The number of daily new COVID cases worldwide has crossed one million for the first time since the pandemic began two years ago, according to an AFP tally Thursday.
The figures for 23-29 December, the highest since the virus first emerged at the end of 2019, are based on tolls given daily by health authorities in each country.
More than 7.3 million new COVID-19 cases were detected around the world in the last seven days—an average of 1,045,000 infections every day—following a surge in cases of the highly contagious Omicron variant.

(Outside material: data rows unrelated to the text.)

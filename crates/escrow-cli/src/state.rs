//! # State File
//!
//! A deployed escrow lives in one JSON file: the engine record, the host
//! balances, and the accumulated event and transition logs. Commands load
//! the file, rebuild the engine, run one operation, and write the file back
//! only if the operation succeeded.

use std::collections::BTreeMap;
use std::path::Path;
use std::rc::Rc;

use anyhow::{bail, Context, Result};
use chrono::{DateTime, Utc};
use serde::{Deserialize, Serialize};

use escrow_core::{Amount, PartyId};
use escrow_state::{AccountBook, Escrow, EscrowEvent, EscrowRecord, EscrowTransitionRecord};

/// Everything persisted for one escrow instance.
#[derive(Debug, Clone, PartialEq, Serialize, Deserialize)]
pub struct StateFile {
    /// Engine state.
    pub record: EscrowRecord,
    /// Host balance of every party that ever held value.
    pub balances: BTreeMap<PartyId, Amount>,
    /// Every event the instance emitted, oldest first.
    pub events: Vec<EscrowEvent>,
    /// Every lifecycle transition, oldest first.
    pub transitions: Vec<EscrowTransitionRecord>,
    /// When the instance was deployed.
    pub created_at: DateTime<Utc>,
    /// When the file was last written.
    pub updated_at: DateTime<Utc>,
}

impl StateFile {
    /// Capture a freshly deployed escrow and its host book.
    pub fn deployed(escrow: &Escrow, book: &AccountBook) -> Self {
        let now = Utc::now();
        Self {
            record: escrow.record(),
            balances: book.balances(),
            events: escrow.events(),
            transitions: escrow.transitions(),
            created_at: now,
            updated_at: now,
        }
    }

    /// Read a state file.
    pub fn load(path: &Path) -> Result<Self> {
        if !path.exists() {
            bail!(
                "no escrow deployed at {} (run `escrow deploy` first)",
                path.display()
            );
        }
        let content = std::fs::read_to_string(path)
            .with_context(|| format!("reading state file: {}", path.display()))?;
        serde_json::from_str(&content)
            .with_context(|| format!("invalid state file: {}", path.display()))
    }

    /// Write the state file, creating its parent directory if needed.
    pub fn save(&self, path: &Path) -> Result<()> {
        if let Some(parent) = path.parent() {
            if !parent.as_os_str().is_empty() {
                std::fs::create_dir_all(parent).with_context(|| {
                    format!("failed to create state directory: {}", parent.display())
                })?;
            }
        }
        let json = serde_json::to_string_pretty(self)?;
        std::fs::write(path, json)
            .with_context(|| format!("writing state file: {}", path.display()))?;
        Ok(())
    }

    /// Host book holding the persisted balances. `rejecting` parties refuse
    /// every payout.
    pub fn book(&self, rejecting: &[PartyId]) -> Rc<AccountBook> {
        let book = AccountBook::with_balances(self.balances.clone());
        for party in rejecting {
            book.reject_payments_to(*party);
        }
        Rc::new(book)
    }

    /// Rebuild the engine over `book`.
    pub fn engine(&self, book: Rc<AccountBook>) -> Result<Escrow> {
        Escrow::from_record(&self.record, book).context("state file violates escrow invariants")
    }

    /// Fold the outcome of a successful operation back into the file.
    ///
    /// The rebuilt engine starts with empty logs, so its entries are exactly
    /// the ones produced by this run.
    pub fn absorb(&mut self, escrow: &Escrow, book: &AccountBook) {
        self.record = escrow.record();
        self.balances = book.balances();
        self.events.extend(escrow.events());
        self.transitions.extend(escrow.transitions());
        self.updated_at = Utc::now();
    }
}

The numbers are much higher than the last record before the current wave when daily cases stood at 817,000 on average between April 23 and 29.
A large share of the less serious or asymptomatic cases remain undetected despite ramped up testing in many countries since the pandemic began.
Also, testing policy varies from one country to another.
Global infections worldwide—on the rise since the middle of October—shot up by 44 percent the previous week over a week earlier.
A COVID “tsunami” threatens to overwhelm healthcare systems, the World Health Organization warned on Wednesday.
“This is and will continue to put immense pressure on exhausted health workers, and health systems on the brink of collapse,” WHO chief Tedros Adhanom Ghebreyesus said.
More than 85 percent of the new infections occurred in two regions worst hit by Omicron—Europe, which recorded 4,022,000 cases in the last seven days, up 36 percent over the preceding week, and the United States and Canada which had a combined 2,264,000 cases in the same period, up 83 percent.
However Asia saw 268,000 cases, or a 12 percent drop.
COVID deaths worldwide have continued to decline for three weeks now with 6,400 in the past week—a fall of six percent over the previous week.
A record 14,800 daily deaths were registered between January 20 and 26.